Key Facts
Other names Tammuz, Adonai, Baal Hadad
Year of origin 1200 BCE
Location   
Parent(s) Smyrna (Myrrha) and Theias
Partner(s)
Children  
Aspect(s) Rebirth and Vegetation
Major Centre(s)  
Period of worship  


  Background
 

Adonis (Greek: Άδωνης, also: Άδωνις) is a figure of West Semitic origin, where he is a central cult figure in various mystery religions, who enters Greek mythology in Hellenistic times. He is closely related to the Egyptian Osiris, the Semitic Tammuz and Baal Hadad, the Etruscan Atunis and the Phrygian Attis, all of whom are deities of rebirth and vegetation.

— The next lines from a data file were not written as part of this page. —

use thiserror::Error;

/// Errors surfaced by the trading core
#[derive(Error, Debug)]
pub enum Error {
    #[error("Insufficient data for {symbol}: need {required} candles, got {available}")]
    InsufficientData {
        symbol: String,
        required: usize,
        available: usize,
    },

    #[error("Invalid series for {symbol}: {reason}")]
    InvalidSeries { symbol: String, reason: String },

    #[error("Configuration error: {0}")]
    Configuration(String),

    #[error("Failed to load configuration: {0}")]
    Config(#[from] config::ConfigError),

    #[error("Model error: {0}")]
    Model(String),

    #[error("No tradable symbols left after alignment")]
    NoTradableSymbols,

    #[error(transparent)]
    Io(#[from] std::io::Error),

    #[error(transparent)]
    Json(#[from] serde_json::Error),
}

impl Error {
    pub(crate) fn configuration(message: impl Into<String>) -> Self {
        Self::Configuration(message.into())
    }
}
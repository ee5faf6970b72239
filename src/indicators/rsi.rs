/// Calculate Relative Strength Index (RSI) for every bar
///
/// RSI measures the magnitude of recent price changes to evaluate
/// overbought or oversold conditions, using simple averages of the gains and
/// losses over the trailing `period` price changes.
///
/// Values:
/// - RSI > 70: Overbought
/// - RSI < 30: Oversold
///
/// Undefined until `period` changes are available. A window with no losses
/// yields 100.
pub fn calculate_rsi(prices: &[f64], period: usize) -> Vec<Option<f64>> {
    let mut out = vec![None; prices.len()];
    if period == 0 || prices.len() < period + 1 {
        return out;
    }

    let mut gains = Vec::with_capacity(prices.len());
    let mut losses = Vec::with_capacity(prices.len());

    // Calculate price changes (index 0 has none)
    gains.push(0.0);
    losses.push(0.0);
    for i in 1..prices.len() {
        let change = prices[i] - prices[i - 1];
        if change > 0.0 {
            gains.push(change);
            losses.push(0.0);
        } else {
            gains.push(0.0);
            losses.push(change.abs());
        }
    }

    for i in period..prices.len() {
        let avg_gain: f64 = gains[i + 1 - period..=i].iter().sum::<f64>() / period as f64;
        let avg_loss: f64 = losses[i + 1 - period..=i].iter().sum::<f64>() / period as f64;

        if avg_loss == 0.0 {
            out[i] = Some(100.0);
            continue;
        }

        let rs = avg_gain / avg_loss;
        out[i] = Some(100.0 - (100.0 / (1.0 + rs)));
    }

    out
}

#[cfg(test)]
mod tests {
    use super::*;

    #[test]
    fn test_rsi_calculation() {
        let prices = vec![
            44.0, 44.25, 44.5, 43.75, 44.0, 44.5, 45.0, 45.5, 45.25, 45.5, 46.0, 46.5, 46.25,
            46.0, 46.5,
        ];

        let rsi = calculate_rsi(&prices, 14);
        assert!(rsi[13].is_none());

        let rsi_value = rsi[14].unwrap();
        assert!(rsi_value > 0.0 && rsi_value < 100.0);
    }

    #[test]
    fn test_rsi_insufficient_data() {
        let prices = vec![100.0, 102.0, 101.0];
        let rsi = calculate_rsi(&prices, 14);
        assert!(rsi.iter().all(Option::is_none));
    }

    #[test]
    fn test_rsi_all_gains() {
        let prices = vec![100.0, 101.0, 102.0, 103.0, 104.0, 105.0];
        let rsi = calculate_rsi(&prices, 5);
        assert_eq!(rsi[5], Some(100.0)); // All gains = RSI 100
    }

    #[test]
    fn test_rsi_all_losses() {
        let prices = vec![105.0, 104.0, 103.0, 102.0, 101.0, 100.0];
        let rsi = calculate_rsi(&prices, 5);
        assert_eq!(rsi[5], Some(0.0));
    }

    #[test]
    fn test_rsi_balanced_window() {
        // +1, -1, +1, -1 => avg gain == avg loss => 50
        let prices = vec![100.0, 101.0, 100.0, 101.0, 100.0];
        let rsi = calculate_rsi(&prices, 4);
        assert!((rsi[4].unwrap() - 50.0).abs() < 1e-9);
    }
}
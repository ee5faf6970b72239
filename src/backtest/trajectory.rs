use serde::{Deserialize, Serialize};

/// Fixed resolution for per-trade gain trajectories
pub const TRAJECTORY_BUCKETS: usize = 100;

/// Nearest-index resample: bucket k takes `trajectory[floor(k * len / 100)]`
pub fn resample(trajectory: &[f64]) -> Vec<f64> {
    if trajectory.is_empty() {
        return vec![0.0; TRAJECTORY_BUCKETS];
    }
    (0..TRAJECTORY_BUCKETS)
        .map(|k| trajectory[k * trajectory.len() / TRAJECTORY_BUCKETS])
        .collect()
}

/// Running mean of resampled trade trajectories
#[derive(Debug, Clone, Serialize, Deserialize)]
pub struct TrajectoryAverage {
    pub mean: Vec<f64>,
    pub count: usize,
}

impl Default for TrajectoryAverage {
    fn default() -> Self {
        Self {
            mean: vec![0.0; TRAJECTORY_BUCKETS],
            count: 0,
        }
    }
}

impl TrajectoryAverage {
    pub fn add(&mut self, trajectory: &[f64]) {
        self.count += 1;
        let n = self.count as f64;
        for (avg, value) in self.mean.iter_mut().zip(resample(trajectory)) {
            *avg += (value - *avg) / n;
        }
    }
}
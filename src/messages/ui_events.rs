//! UI events - messages from UI layer to App layer

use crossterm::event::{KeyCode, KeyEvent, KeyModifiers};

/// Events generated from user input in the UI layer
#[derive(Debug, Clone, PartialEq)]
pub enum UiEvent {
    // Panel navigation
    NextPanel,
    PrevPanel,
    ScrollUp,
    ScrollDown,

    // Collection tree
    TreeUp,
    TreeDown,
    OpenTreeItem,
    SaveRequest,

    // Input editing
    StartEditing,
    StopEditing,
    CharInput(char),
    Backspace,
    CursorLeft,
    CursorRight,

    // HTTP Request actions
    SendRequest,
    CycleMethod,

    // Headers
    NextHeader,
    PrevHeader,
    ToggleHeader,
    AddHeader,
    DeleteHeader,

    // Auth
    CycleAuth,
    NextAuthField,

    // Scripts
    ToggleScriptField,

    // History
    HistoryPrev,
    HistoryNext,

    // Environment
    CycleEnvironment,

    // Runner view
    OpenRunner,
    CloseRunner,
    StartRun,
    CancelRun,
    ToggleStopOnFailure,
    IncreaseDelay,
    DecreaseDelay,
    ExportReport,
    RunnerUp,
    RunnerDown,

    // Popups
    ToggleHelp,
    CloseHelp,

    // System
    Quit,
}

/// Active panel in the UI (needed for context-aware event mapping)
#[derive(Clone, Copy, PartialEq, Debug)]
pub enum Panel {
    Tree,
    Url,
    Body,
    Headers,
    Auth,
    Scripts,
    Response,
}

impl Panel {
    pub fn next(&self) -> Panel {
        match self {
            Panel::Tree => Panel::Url,
            Panel::Url => Panel::Body,
            Panel::Body => Panel::Headers,
            Panel::Headers => Panel::Auth,
            Panel::Auth => Panel::Scripts,
            Panel::Scripts => Panel::Response,
            Panel::Response => Panel::Tree,
        }
    }

    pub fn prev(&self) -> Panel {
        match self {
            Panel::Tree => Panel::Response,
            Panel::Url => Panel::Tree,
            Panel::Body => Panel::Url,
            Panel::Headers => Panel::Body,
            Panel::Auth => Panel::Headers,
            Panel::Scripts => Panel::Auth,
            Panel::Response => Panel::Scripts,
        }
    }

    /// Multi-line editors take Enter as a newline
    pub fn is_multiline(&self) -> bool {
        matches!(self, Panel::Body | Panel::Scripts)
    }
}

/// Input mode
#[derive(Clone, Copy, PartialEq, Debug)]
pub enum InputMode {
    Normal,
    Editing,
}

/// Auth editing field
#[derive(Clone, Copy, PartialEq, Debug)]
pub enum AuthField {
    Token,
    Username,
    Password,
}

/// Which script the Scripts panel edits
#[derive(Clone, Copy, PartialEq, Debug, Default)]
pub enum ScriptField {
    #[default]
    PreRequest,
    PostResponse,
}

impl ScriptField {
    pub fn toggle(&self) -> ScriptField {
        match self {
            ScriptField::PreRequest => ScriptField::PostResponse,
            ScriptField::PostResponse => ScriptField::PreRequest,
        }
    }

    pub fn title(&self) -> &str {
        match self {
            ScriptField::PreRequest => "Pre-request",
            ScriptField::PostResponse => "Post-response",
        }
    }
}

/// Overlay currently capturing keys, if any
#[derive(Clone, Copy, PartialEq, Debug)]
pub enum Overlay {
    None,
    Help,
    Runner,
}

/// Convert a key event to a UiEvent based on current UI context
pub fn key_to_ui_event(
    key: KeyEvent,
    active_panel: Panel,
    input_mode: InputMode,
    overlay: Overlay,
) -> Option<UiEvent> {
    use crossterm::event::KeyEventKind;

    if key.kind != KeyEventKind::Press {
        return None;
    }

    // Global Ctrl shortcuts
    if key.modifiers.contains(KeyModifiers::CONTROL) {
        match key.code {
            KeyCode::Char('c') => return Some(UiEvent::Quit),
            KeyCode::Up if input_mode == InputMode::Normal => return Some(UiEvent::HistoryPrev),
            KeyCode::Down if input_mode == InputMode::Normal => {
                return Some(UiEvent::HistoryNext)
            }
            _ => {}
        }
    }

    match overlay {
        Overlay::Help => Some(UiEvent::CloseHelp),
        Overlay::Runner => handle_runner_keys(key),
        Overlay::None => handle_main_keys(key, active_panel, input_mode),
    }
}

/// Keys while the runner view is open
fn handle_runner_keys(key: KeyEvent) -> Option<UiEvent> {
    match key.code {
        KeyCode::Enter => Some(UiEvent::StartRun),
        KeyCode::Char('f') => Some(UiEvent::ToggleStopOnFailure),
        KeyCode::Char('+') | KeyCode::Char('=') => Some(UiEvent::IncreaseDelay),
        KeyCode::Char('-') => Some(UiEvent::DecreaseDelay),
        KeyCode::Char('x') => Some(UiEvent::CancelRun),
        KeyCode::Char('e') => Some(UiEvent::ExportReport),
        KeyCode::Up => Some(UiEvent::RunnerUp),
        KeyCode::Down => Some(UiEvent::RunnerDown),
        KeyCode::Esc | KeyCode::Char('q') => Some(UiEvent::CloseRunner),
        _ => None,
    }
}

/// Handle keys for the main screen
fn handle_main_keys(key: KeyEvent, active_panel: Panel, input_mode: InputMode) -> Option<UiEvent> {
    match input_mode {
        InputMode::Normal => match key.code {
            KeyCode::Char('q') => Some(UiEvent::Quit),
            KeyCode::Char('?') => Some(UiEvent::ToggleHelp),
            KeyCode::Tab => Some(UiEvent::NextPanel),
            KeyCode::BackTab => Some(UiEvent::PrevPanel),
            KeyCode::Char('e') | KeyCode::Enter => match active_panel {
                Panel::Tree => Some(UiEvent::OpenTreeItem),
                Panel::Url | Panel::Body | Panel::Auth | Panel::Scripts => {
                    Some(UiEvent::StartEditing)
                }
                Panel::Headers => Some(UiEvent::ToggleHeader),
                Panel::Response => None,
            },
            KeyCode::Char('m') => Some(UiEvent::CycleMethod),
            KeyCode::Char('s') => Some(UiEvent::SendRequest),
            KeyCode::Char('r') => Some(UiEvent::OpenRunner),
            KeyCode::Char('v') => Some(UiEvent::CycleEnvironment),
            KeyCode::Char('w') => Some(UiEvent::SaveRequest),
            KeyCode::Up => match active_panel {
                Panel::Tree => Some(UiEvent::TreeUp),
                Panel::Headers => Some(UiEvent::PrevHeader),
                Panel::Response => Some(UiEvent::ScrollUp),
                _ => None,
            },
            KeyCode::Down => match active_panel {
                Panel::Tree => Some(UiEvent::TreeDown),
                Panel::Headers => Some(UiEvent::NextHeader),
                Panel::Response => Some(UiEvent::ScrollDown),
                _ => None,
            },
            KeyCode::Char('a') if active_panel == Panel::Headers => Some(UiEvent::AddHeader),
            KeyCode::Char('d') if active_panel == Panel::Headers => Some(UiEvent::DeleteHeader),
            KeyCode::Char('t') if active_panel == Panel::Auth => Some(UiEvent::CycleAuth),
            KeyCode::Char('p') if active_panel == Panel::Scripts => {
                Some(UiEvent::ToggleScriptField)
            }
            _ => None,
        },
        InputMode::Editing => match key.code {
            KeyCode::Esc => Some(UiEvent::StopEditing),
            KeyCode::Left => Some(UiEvent::CursorLeft),
            KeyCode::Right => Some(UiEvent::CursorRight),
            KeyCode::Backspace => Some(UiEvent::Backspace),
            KeyCode::Char(c) => Some(UiEvent::CharInput(c)),
            KeyCode::Tab if active_panel == Panel::Auth => Some(UiEvent::NextAuthField),
            KeyCode::Enter => {
                if active_panel == Panel::Url {
                    Some(UiEvent::SendRequest)
                } else if active_panel.is_multiline() {
                    Some(UiEvent::CharInput('\n'))
                } else {
                    Some(UiEvent::StopEditing)
                }
            }
            _ => None,
        },
    }
}

#[cfg(test)]
mod tests {
    use super::*;

    fn press(code: KeyCode) -> KeyEvent {
        KeyEvent::new(code, KeyModifiers::NONE)
    }

    #[test]
    fn test_runner_overlay_captures_keys() {
        let ev = |c| key_to_ui_event(press(c), Panel::Tree, InputMode::Normal, Overlay::Runner);
        assert_eq!(ev(KeyCode::Enter), Some(UiEvent::StartRun));
        assert_eq!(ev(KeyCode::Char('x')), Some(UiEvent::CancelRun));
        assert_eq!(ev(KeyCode::Char('+')), Some(UiEvent::IncreaseDelay));
        assert_eq!(ev(KeyCode::Esc), Some(UiEvent::CloseRunner));
        assert_eq!(ev(KeyCode::Char('s')), None);
    }

    #[test]
    fn test_enter_depends_on_panel() {
        let normal = |p| key_to_ui_event(press(KeyCode::Enter), p, InputMode::Normal, Overlay::None);
        assert_eq!(normal(Panel::Tree), Some(UiEvent::OpenTreeItem));
        assert_eq!(normal(Panel::Headers), Some(UiEvent::ToggleHeader));

        let editing = |p| key_to_ui_event(press(KeyCode::Enter), p, InputMode::Editing, Overlay::None);
        assert_eq!(editing(Panel::Url), Some(UiEvent::SendRequest));
        assert_eq!(editing(Panel::Scripts), Some(UiEvent::CharInput('\n')));
        assert_eq!(editing(Panel::Auth), Some(UiEvent::StopEditing));
    }

    #[test]
    fn test_help_closes_on_any_key() {
        let event = key_to_ui_event(press(KeyCode::Char('r')), Panel::Tree, InputMode::Normal, Overlay::Help);
        assert_eq!(event, Some(UiEvent::CloseHelp));
    }

    #[test]
    fn test_panel_cycle_is_closed() {
        let mut panel = Panel::Tree;
        for _ in 0..7 {
            assert_eq!(panel.next().prev(), panel);
            panel = panel.next();
        }
        assert_eq!(panel, Panel::Tree);
    }
}
//! Network messages - communication between App and Network layers

use crate::models::{Collection, Environment, Request};
use crate::runner::{RunConfig, RunEvent};

/// Commands sent from App layer to Network layer
#[derive(Debug, Clone)]
pub enum NetworkCommand {
    /// Send a single request from the editor
    ExecuteRequest {
        id: u64,
        request: Request,
        environment: Option<Environment>,
    },
    /// Run every request under `folder_path` (empty = whole collection)
    StartRun {
        id: u64,
        collection: Collection,
        folder_path: Vec<String>,
        environment: Option<Environment>,
        config: RunConfig,
    },
    /// Cancel a run; takes effect before its next request
    CancelRun(u64),
    /// Shutdown the network actor
    Shutdown,
}

/// Responses sent from Network layer to App layer
#[derive(Debug, Clone)]
pub enum NetworkResponse {
    /// Successful HTTP response (complete)
    Success {
        id: u64,
        status: u16,
        body: String,
        time_ms: u64,
    },
    /// Error response
    Error {
        id: u64,
        message: String,
        time_ms: u64,
    },
    /// Progress of a collection run
    Run { id: u64, event: RunEvent },
}

impl NetworkResponse {
    /// Get the request or run ID from the response
    pub fn id(&self) -> u64 {
        match self {
            NetworkResponse::Success { id, .. } => *id,
            NetworkResponse::Error { id, .. } => *id,
            NetworkResponse::Run { id, .. } => *id,
        }
    }

    /// Check if this is a terminal response (no more messages expected for this id)
    pub fn is_terminal(&self) -> bool {
        match self {
            NetworkResponse::Success { .. } | NetworkResponse::Error { .. } => true,
            NetworkResponse::Run { event, .. } => {
                matches!(event, RunEvent::Finished(_) | RunEvent::Failed(_))
            }
        }
    }
}

#[cfg(test)]
mod tests {
    use super::*;
    use crate::errors::RunError;

    #[test]
    fn test_run_events_terminal_only_at_end() {
        let failed = NetworkResponse::Run {
            id: 4,
            event: RunEvent::Failed(RunError::NoRequests("api".into())),
        };
        assert_eq!(failed.id(), 4);
        assert!(failed.is_terminal());

        let ok = NetworkResponse::Success {
            id: 1,
            status: 200,
            body: String::new(),
            time_ms: 3,
        };
        assert!(ok.is_terminal());
    }
}
fn draw_auth_panel(f: &mut Frame, state: &RenderState, area: Rect) {
    let (auth_type, content) = match &state.auth {
        AuthType::None => ("None", String::from("Press 't' to cycle auth type")),
        AuthType::Bearer(token) => ("Bearer", format!("Token: {}", if token.is_empty() { "<empty>" } else { token })),
        AuthType::Basic { username, password } => {
            let pass_display = if password.is_empty() {
                "<empty>".to_string()
            } else {
                "*".repeat(password.len())
            };
            ("Basic", format!("User: {}  Pass: {}",
                if username.is_empty() { "<empty>" } else { username },
                pass_display
            ))
        }
    };

    let block = Block::default()
        .borders(Borders::ALL)
        .border_style(focus_style(state, Panel::Auth))
        .title(format!(" Auth: {} (t:cycle) ", auth_type));

    let auth = Paragraph::new(content).block(block);
    f.render_widget(auth, area);

    if state.active_panel == Panel::Auth && state.input_mode == InputMode::Editing {
        let max_x = area.x + area.width.saturating_sub(2);
        let cursor_x = (area.x + state.cursor_position as u16 + 1).min(max_x);
        f.set_cursor_position(Position::new(cursor_x, area.y + 1));
    }
}

fn draw_scripts_panel(f: &mut Frame, state: &RenderState, area: Rect) {
    let block = Block::default()
        .borders(Borders::ALL)
        .border_style(focus_style(state, Panel::Scripts))
        .title(format!(" {} script (p:switch) ", state.script_field.title()));

    let content = if state.script.is_empty() && state.input_mode == InputMode::Normal {
        Text::from(Span::styled(
            "set / unset / log / fail, url / header / body, assert / extract",
            Style::default().fg(Color::DarkGray),
        ))
    } else {
        Text::from(state.script.as_str())
    };

    let script = Paragraph::new(content)
        .block(block)
        .wrap(Wrap { trim: false });
    f.render_widget(script, area);
    set_cursor(f, state, Panel::Scripts, area);
}

fn draw_response(f: &mut Frame, state: &RenderState, area: Rect) {
    let status_text = match state.response.status_code {
        Some(code) => {
            let color = status_color(code);
            Span::styled(format!(" {} ", code), Style::default().fg(color).bold())
        }
        None => Span::raw(" Response "),
    };

    let time_text = if state.response.time_ms > 0 {
        format!(" {}ms ", state.response.time_ms)
    } else {
        String::new()
    };

    let block = Block::default()
        .borders(Borders::ALL)
        .border_style(focus_style(state, Panel::Response))
        .title(status_text)
        .title_bottom(Line::from(time_text).right_aligned());

    let lines = highlight_json(&state.response.body);
    let response = Paragraph::new(lines)
        .block(block)
        .wrap(Wrap { trim: false })
        .scroll((state.response_scroll, 0));
    f.render_widget(response, area);
}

  He is an annually-renewed, ever-youthful vegetation god, a life-death-rebirth deity whose nature is tied to the calendar. His cult belonged to women: the cult of dying Adonis was fully-developed in the circle of young girls around Sappho on Lesbos, about 600 BCE, as a fragment of Sappho reveals. His name is often applied in modern times to handsome youths.
  Origin of the cult
 

Adonis was based very heavily on Tammuz. His name may be Semitic, a variation on the word "adon" meaning "lord" that was also used, as "Adonai", to refer to Yahweh in the Old Testament. When the Hebrews first arrived in Canaan, they were opposed by the king of the Jebusites, Adonizedek, whose name means "lord of Zedek" (Justice). Yet there is no surviving trace of a Semitic cult directly connected with Adonis, and no surviving evidence in Semitic languages of any specific mythemes connected with his Greek myth. The connection in cult practice is with Adonis' Mesopotamian counterpart, Tammuz.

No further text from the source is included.